━━━ Exercise material ━━━

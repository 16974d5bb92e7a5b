//! Ranking and unranking of k-subsets.
//!
//! Subsets are represented as strictly increasing slices of `u64`.

use super::binomial;

/// Colex rank of a k-subset given as a strictly increasing slice.
///
/// The rank is independent of the universe size: `{0, 3}` has rank 3 whether
/// it is read as a subset of `{0..4}` or of `{0..100}`.
pub fn rank_subset(subset: &[u64]) -> u64 {
    debug_assert!(
        subset.windows(2).all(|w| w[0] < w[1]),
        "subset must be strictly increasing: {:?}",
        subset
    );
    subset
        .iter()
        .enumerate()
        .map(|(j, &c)| binomial(c, j as u64 + 1))
        .sum()
}

/// The k-subset of `{0..n-1}` with colex rank `rank`.
///
/// # Panics
/// Panics if `rank >= C(n, k)`.
pub fn unrank_subset(rank: u64, n: u64, k: usize) -> Vec<u64> {
    let mut subset = vec![0; k];
    unrank_subset_into(rank, n, &mut subset);
    subset
}

/// Allocation-free [`unrank_subset`]; `k` is `out.len()`.
pub fn unrank_subset_into(rank: u64, n: u64, out: &mut [u64]) {
    let k = out.len();
    peel(rank, n, k, |position, element| out[position] = element);
}

/// Walk the subset with colex rank `rank` from its largest element down.
///
/// Calls `emit(position, element)` for positions `k - 1, k - 2, ..., 0`.
/// The binomial `C(n, k)` is maintained incrementally as `n` and `k` shrink,
/// so each step costs a multiply and a divide instead of a fresh binomial.
pub(crate) fn peel<F>(mut rank: u64, mut n: u64, mut k: usize, mut emit: F)
where
    F: FnMut(usize, u64),
{
    let total = binomial(n, k as u64);
    assert!(
        rank < total,
        "rank {} out of range for {}-subsets of {{0..{}}} (count {})",
        rank,
        k,
        n,
        total
    );

    // Invariant at loop head: offset == C(n, k)
    let mut offset = total;
    while k > 0 {
        // C(n - 1, k) = C(n, k) * (n - k) / n
        offset = (u128::from(offset) * u128::from(n - k as u64) / u128::from(n)) as u64;
        n -= 1;
        if rank >= offset {
            rank -= offset;
            k -= 1;
            emit(k, n);
            if (k as u64) < n {
                // C(n, k) = C(n, k + 1) * (k + 1) / (n - k)
                offset =
                    (u128::from(offset) * (k as u128 + 1) / u128::from(n - k as u64)) as u64;
            }
        }
    }
}

/// Lexicographic rank of a k-subset of `{0..n-1}`.
///
/// Computed from the colex rank of the mirrored subset:
/// `lex(S) = C(n, k) - 1 - colex({n - 1 - c : c in S})`.
pub fn rank_subset_lex(subset: &[u64], n: u64) -> u64 {
    let mirrored: Vec<u64> = subset.iter().rev().map(|&c| n - 1 - c).collect();
    binomial(n, subset.len() as u64) - 1 - rank_subset(&mirrored)
}

/// The k-subset of `{0..n-1}` with lexicographic rank `rank`.
///
/// # Panics
/// Panics if `rank >= C(n, k)`.
pub fn unrank_subset_lex(rank: u64, n: u64, k: usize) -> Vec<u64> {
    let total = binomial(n, k as u64);
    assert!(rank < total, "lex rank {} out of range (count {})", rank, total);
    let mirrored = unrank_subset(total - 1 - rank, n, k);
    mirrored.iter().rev().map(|&c| n - 1 - c).collect()
}

#[cfg(test)]
mod tests {
    use super::*;

    #[test]
    fn test_colex_order_listing() {
        let listed: Vec<Vec<u64>> = (0..6).map(|r| unrank_subset(r, 4, 2)).collect();
        assert_eq!(
            listed,
            vec![
                vec![0, 1],
                vec![0, 2],
                vec![1, 2],
                vec![0, 3],
                vec![1, 3],
                vec![2, 3],
            ]
        );
    }

    #[test]
    fn test_rank_independent_of_universe() {
        assert_eq!(rank_subset(&[0, 3]), 3);
        assert_eq!(unrank_subset(3, 4, 2), vec![0, 3]);
        assert_eq!(unrank_subset(3, 40, 2), vec![0, 3]);
    }

    #[test]
    fn test_round_trip_exhaustive_small() {
        for n in 0..=12u64 {
            for k in 0..=n as usize {
                let count = binomial(n, k as u64);
                let mut previous: Option<Vec<u64>> = None;
                for r in 0..count {
                    let subset = unrank_subset(r, n, k);
                    assert_eq!(subset.len(), k);
                    assert!(subset.windows(2).all(|w| w[0] < w[1]));
                    assert!(subset.iter().all(|&c| c < n));
                    assert_eq!(rank_subset(&subset), r, "n={} k={} r={}", n, k, r);

                    // Colex: compare reversed sequences
                    if let Some(prev) = previous {
                        let a: Vec<u64> = prev.iter().rev().copied().collect();
                        let b: Vec<u64> = subset.iter().rev().copied().collect();
                        assert!(a < b, "{:?} should precede {:?}", prev, subset);
                    }
                    previous = Some(subset);
                }
            }
        }
    }

    #[test]
    fn test_edge_sizes() {
        assert_eq!(unrank_subset(0, 5, 0), Vec::<u64>::new());
        assert_eq!(unrank_subset(0, 5, 5), vec![0, 1, 2, 3, 4]);
        assert_eq!(rank_subset(&[]), 0);
    }

    #[test]
    fn test_large_universe_round_trip() {
        let n = 60;
        let k = 7;
        let count = binomial(n, k as u64);
        for r in [0, 1, count / 3, count / 2, count - 2, count - 1] {
            assert_eq!(rank_subset(&unrank_subset(r, n, k)), r);
        }
    }

    #[test]
    fn test_lex_order() {
        let listed: Vec<Vec<u64>> = (0..6).map(|r| unrank_subset_lex(r, 4, 2)).collect();
        assert_eq!(
            listed,
            vec![
                vec![0, 1],
                vec![0, 2],
                vec![0, 3],
                vec![1, 2],
                vec![1, 3],
                vec![2, 3],
            ]
        );
        for (r, subset) in listed.iter().enumerate() {
            assert_eq!(rank_subset_lex(subset, 4), r as u64);
        }
    }

    #[test]
    #[should_panic(expected = "out of range")]
    fn test_unrank_out_of_range_panics() {
        unrank_subset(10, 5, 2);
    }
}
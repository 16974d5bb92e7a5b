//! Dreidel rule configuration.

use serde::{Deserialize, Serialize};

use crate::games::seats::MAX_SEATS;
use crate::markov::{ConfigError, Quantity};

/// Who gets the odd coin when Hei splits an odd pot.
#[derive(Debug, Clone, Copy, PartialEq, Eq, Hash, Serialize, Deserialize, Default)]
#[serde(rename_all = "snake_case")]
pub enum HalfRounding {
    /// The spinner takes the smaller half.
    Down,
    /// The spinner takes the larger half.
    #[default]
    Up,
}

impl HalfRounding {
    /// Coins the spinner takes from a pot of `pot`.
    #[inline]
    pub fn taken(self, pot: u32) -> u32 {
        match self {
            HalfRounding::Down => pot / 2,
            HalfRounding::Up => (pot + 1) / 2,
        }
    }
}

/// When a player is out of the game.
#[derive(Debug, Clone, Copy, PartialEq, Eq, Hash, Serialize, Deserialize, Default)]
#[serde(rename_all = "kebab-case")]
pub enum Elimination {
    /// Out when asked to pay with no coins left.
    #[default]
    CannotPay,
    /// Out as soon as the last coin is gone.
    Broke,
}

impl Elimination {
    /// Fewest coins a player still in the game can hold.
    #[inline]
    pub fn min_coins(self) -> u32 {
        match self {
            Elimination::CannotPay => 0,
            Elimination::Broke => 1,
        }
    }
}

/// Configuration of a dreidel game.
///
/// The total number of coins is fixed for the whole game; the number of
/// players still in is the level.
#[derive(Debug, Clone, Serialize, Deserialize)]
pub struct DreidelConfig {
    /// Coins in play, pot included.
    pub num_coins: u32,

    /// What the solver computes.
    #[serde(default)]
    pub quantity: Quantity,

    /// Rounding of the Hei split.
    #[serde(default)]
    pub half_rounding: HalfRounding,

    /// Elimination rule.
    #[serde(default)]
    pub elimination: Elimination,
}

impl DreidelConfig {
    /// Create a config with default rules.
    pub fn new(num_coins: u32, quantity: Quantity) -> Self {
        Self {
            num_coins,
            quantity,
            half_rounding: HalfRounding::default(),
            elimination: Elimination::default(),
        }
    }

    /// Builder method: set the Hei rounding.
    pub fn with_half_rounding(mut self, half_rounding: HalfRounding) -> Self {
        self.half_rounding = half_rounding;
        self
    }

    /// Builder method: set the elimination rule.
    pub fn with_elimination(mut self, elimination: Elimination) -> Self {
        self.elimination = elimination;
        self
    }

    /// Fewest coins a player still in the game can hold.
    pub fn min_coins(&self) -> u32 {
        self.elimination.min_coins()
    }

    /// Largest number of players the coins can support.
    ///
    /// Every player needs `min_coins` and the pot needs one coin per player
    /// after the opening ante.
    pub fn max_players(&self) -> usize {
        let by_coins = (self.num_coins / (self.min_coins() + 1)) as usize;
        by_coins.min(MAX_SEATS - 1)
    }

    /// Validate the configuration and return any errors.
    pub fn validate(&self) -> Result<(), ConfigError> {
        if self.num_coins == 0 {
            return Err(ConfigError::NoCoins);
        }
        let need = self.min_coins() + 1;
        if self.num_coins < need {
            return Err(ConfigError::StakeTooSmall {
                coins: self.num_coins,
                min: need,
            });
        }
        Ok(())
    }
}
//! The quantity a solver computes.
//!
//! The solver itself is quantity-agnostic: everything that differs between
//! "expected number of turns" and "probability the focus player wins" is the
//! right-hand-side base term of each row and the value of terminal outcomes.

use serde::{Deserialize, Serialize};

use crate::markov::game::Outcome;

/// Which steady-state quantity to compute.
#[derive(Debug, Clone, Copy, PartialEq, Eq, Hash, Serialize, Deserialize, Default)]
#[serde(rename_all = "snake_case")]
pub enum Quantity {
    /// Expected number of remaining turns until the game ends.
    #[default]
    ExpectedTurns,
    /// Probability that player 0 (the focus player) wins.
    WinProbability,
}

impl Quantity {
    /// Right-hand-side base term of a live row.
    ///
    /// `counts_turn` is false for turns that pass without a move (a player
    /// with nothing to roll), which do not add to the turn count.
    #[inline]
    pub fn base_term(self, counts_turn: bool) -> f64 {
        match self {
            Quantity::ExpectedTurns if counts_turn => 1.0,
            Quantity::ExpectedTurns | Quantity::WinProbability => 0.0,
        }
    }

    /// Fixed value of a game-over outcome.
    #[inline]
    pub fn terminal_value(self, outcome: Outcome) -> f64 {
        match (self, outcome) {
            (Quantity::ExpectedTurns, _) => 0.0,
            (Quantity::WinProbability, Outcome::FocusWins) => 1.0,
            (Quantity::WinProbability, Outcome::FocusLoses) => 0.0,
        }
    }

    /// Short label used in reports and logs.
    pub fn label(self) -> &'static str {
        match self {
            Quantity::ExpectedTurns => "E(# turns)",
            Quantity::WinProbability => "P(player 0 wins)",
        }
    }
}
//! Combinatorial indexing.
//!
//! Dense bijections between integers and combinatorial objects, used to map
//! game states directly onto matrix rows without any lookup table:
//!
//! - **k-subsets** of `{0..n-1}` in colex order (and lex order, see [`subset`])
//! - **weak compositions** of `s` into `n` nonnegative parts, via stars and bars
//!
//! Both families are total: every rank in `[0, count)` corresponds to exactly
//! one object. Out-of-range ranks and inconsistent arguments are programming
//! errors and panic.
//!
//! ## Colex order
//!
//! ```text
//! rank  subset (n = 4, k = 2)
//!   0   {0, 1}
//!   1   {0, 2}
//!   2   {1, 2}
//!   3   {0, 3}
//!   4   {1, 3}
//!   5   {2, 3}
//! ```
//!
//! The colex rank of `S = {s_0 < s_1 < ... < s_{k-1}}` is `sum_j C(s_j, j + 1)`,
//! which does not depend on the universe size `n`.

pub mod composition;
pub mod subset;

pub use composition::{
    composition_count, rank_weak_composition, unrank_weak_composition,
    unrank_weak_composition_into,
};
pub use subset::{rank_subset, rank_subset_lex, unrank_subset, unrank_subset_into, unrank_subset_lex};

/// Binomial coefficient `C(n, k)`, or `None` if it does not fit in a `u64`.
pub fn checked_binomial(n: u64, k: u64) -> Option<u64> {
    if k > n {
        return Some(0);
    }
    let k = k.min(n - k);
    let mut acc: u128 = 1;
    for i in 0..k {
        // acc == C(n, i) here, so the division is exact
        acc = acc * u128::from(n - i) / u128::from(i + 1);
        if acc > u128::from(u64::MAX) {
            return None;
        }
    }
    Some(acc as u64)
}

/// Binomial coefficient `C(n, k)`; zero when `k > n`.
///
/// # Panics
/// Panics if the result overflows a `u64`. State spaces of that size cannot be
/// enumerated anyway.
pub fn binomial(n: u64, k: u64) -> u64 {
    checked_binomial(n, k).unwrap_or_else(|| panic!("C({}, {}) overflows u64", n, k))
}

#[cfg(test)]
mod tests {
    use super::*;

    #[test]
    fn test_binomial_small_values() {
        assert_eq!(binomial(0, 0), 1);
        assert_eq!(binomial(5, 0), 1);
        assert_eq!(binomial(5, 5), 1);
        assert_eq!(binomial(5, 2), 10);
        assert_eq!(binomial(10, 3), 120);
        assert_eq!(binomial(52, 5), 2_598_960);
        assert_eq!(binomial(3, 4), 0);
    }

    #[test]
    fn test_binomial_pascal_rule() {
        for n in 1..40u64 {
            for k in 1..n {
                assert_eq!(
                    binomial(n, k),
                    binomial(n - 1, k - 1) + binomial(n - 1, k),
                    "C({}, {})",
                    n,
                    k
                );
            }
        }
    }

    #[test]
    fn test_checked_binomial_overflow() {
        assert_eq!(checked_binomial(68, 34), None);
        assert_eq!(checked_binomial(62, 31), Some(465_428_353_255_261_088));
    }

    #[test]
    #[should_panic(expected = "overflows")]
    fn test_binomial_panics_on_overflow() {
        binomial(200, 100);
    }
}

━━━

**About this task**:
Search the entries for the word "copied" and pick out every line that holds it.

**Result for this exercise**:
                        let a: Vec<u64> = prev.iter().rev().copied().collect();
                        let b: Vec<u64> = subset.iter().rev().copied().collect();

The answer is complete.